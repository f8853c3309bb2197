//! SQLite-backed content repository and search index.

mod content_store;
mod index;
mod schema;

pub use content_store::{NewNode, SqlContentStore};
pub use index::SqlIndex;

use sqlx::SqlitePool;
use tracing::{error, info};

/// Add `mode=rwc` so the database file is created when missing.
pub(crate) fn with_create_mode(dsn: &str) -> String {
    if dsn.contains("mode=") {
        dsn.to_string()
    } else if dsn.contains('?') {
        format!("{dsn}&mode=rwc")
    } else {
        format!("{dsn}?mode=rwc")
    }
}

pub(crate) async fn connect_pool(dsn: &str) -> Result<SqlitePool, sqlx::Error> {
    let dsn = with_create_mode(dsn);
    info!(dsn = %dsn, "Connecting to SQLite database");

    SqlitePool::connect(&dsn).await.inspect_err(|e| {
        error!(dsn = %dsn, error = %e, "Failed to connect to SQLite database");
    })
}

/// Escape LIKE metacharacters; patterns using it need `ESCAPE '\'`.
pub(crate) fn escape_like(value: &str) -> String {
    let mut escaped = String::with_capacity(value.len());
    for c in value.chars() {
        if matches!(c, '\\' | '%' | '_') {
            escaped.push('\\');
        }
        escaped.push(c);
    }
    escaped
}

/// LIKE pattern for every path strictly below `path`.
pub(crate) fn subtree_pattern(path: &str) -> String {
    format!("{}/%", escape_like(path.trim_end_matches('/')))
}
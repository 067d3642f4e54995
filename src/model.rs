//! Data model for one documented element.
//!
//! The tag vocabulary is open: any `@tag` becomes a field. A [`DocEntry`] is
//! therefore a JSON object with typed accessors layered over the well-known
//! fields.

use serde_json::{Map, Value};

/// Element kinds in classification priority order. The first field of this
/// list present on an entry decides where the entry is placed in the tree.
pub const KIND_PRIORITY: &[&str] = &["class", "function", "typedef", "callback", "method", "member"];

/// One documented element: free-form tag fields plus code-derived fields.
#[derive(Debug, Clone, Default)]
pub struct DocEntry {
    fields: Map<String, Value>,
}

impl DocEntry {
    pub fn new() -> Self {
        DocEntry::default()
    }

    pub fn contains(&self, key: &str) -> bool {
        self.fields.contains_key(key)
    }

    #[allow(dead_code)]
    pub fn get(&self, key: &str) -> Option<&Value> {
        self.fields.get(key)
    }

    pub fn get_str(&self, key: &str) -> Option<&str> {
        self.fields.get(key).and_then(Value::as_str)
    }

    /// True when the field is present as boolean `true` (a bare flag tag).
    pub fn is_flag(&self, key: &str) -> bool {
        self.fields.get(key) == Some(&Value::Bool(true))
    }

    pub fn insert(&mut self, key: &str, value: Value) {
        self.fields.insert(key.to_string(), value);
    }

    pub fn set_text(&mut self, key: &str, text: &str) {
        self.insert(key, Value::String(text.to_string()));
    }

    pub fn set_flag(&mut self, key: &str) {
        self.insert(key, Value::Bool(true));
    }

    pub fn remove(&mut self, key: &str) -> Option<Value> {
        self.fields.remove(key)
    }

    pub fn name(&self) -> Option<&str> {
        self.get_str("name")
    }

    pub fn member_of(&self) -> Option<&str> {
        self.get_str("memberOf")
    }

    /// Element kind: the first [`KIND_PRIORITY`] field present on the entry.
    pub fn kind(&self) -> Option<&'static str> {
        KIND_PRIORITY.iter().copied().find(|k| self.contains(k))
    }

    pub fn fields(&self) -> &Map<String, Value> {
        &self.fields
    }

    pub fn fields_mut(&mut self) -> &mut Map<String, Value> {
        &mut self.fields
    }

    pub fn into_value(self) -> Value {
        Value::Object(self.fields)
    }
}

/// Appends a word to a space-separated word list, skipping words already
/// contained. Used to fold modifier flags into the `attributes` field.
pub fn add_word(current: Option<&str>, word: &str) -> String {
    match current {
        None => word.to_string(),
        Some(cur) if cur.contains(word) => cur.to_string(),
        Some(cur) => format!("{} {}", cur, word),
    }
}

/// Normalizes the shape of sibling objects: every string-valued field present
/// on any sibling is added as an empty string to the siblings missing it.
/// The renderer relies on this to iterate without per-node checks.
pub fn unify_string_fields(list: &mut [Value]) {
    let mut keys: Vec<String> = Vec::new();
    for item in list.iter() {
        if let Some(map) = item.as_object() {
            for (key, value) in map {
                if value.is_string() && !keys.iter().any(|k| k == key) {
                    keys.push(key.clone());
                }
            }
        }
    }
    for item in list.iter_mut() {
        if let Some(map) = item.as_object_mut() {
            for key in &keys {
                if !map.contains_key(key) {
                    map.insert(key.clone(), Value::String(String::new()));
                }
            }
        }
    }
}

______

» **TASK OBJECTIVE**
Search the data above for the string "info" and return every line that has it.

» **SOLVED PROBLEM**
use tracing::{error, info};
    info!(dsn = %dsn, "Connecting to SQLite database");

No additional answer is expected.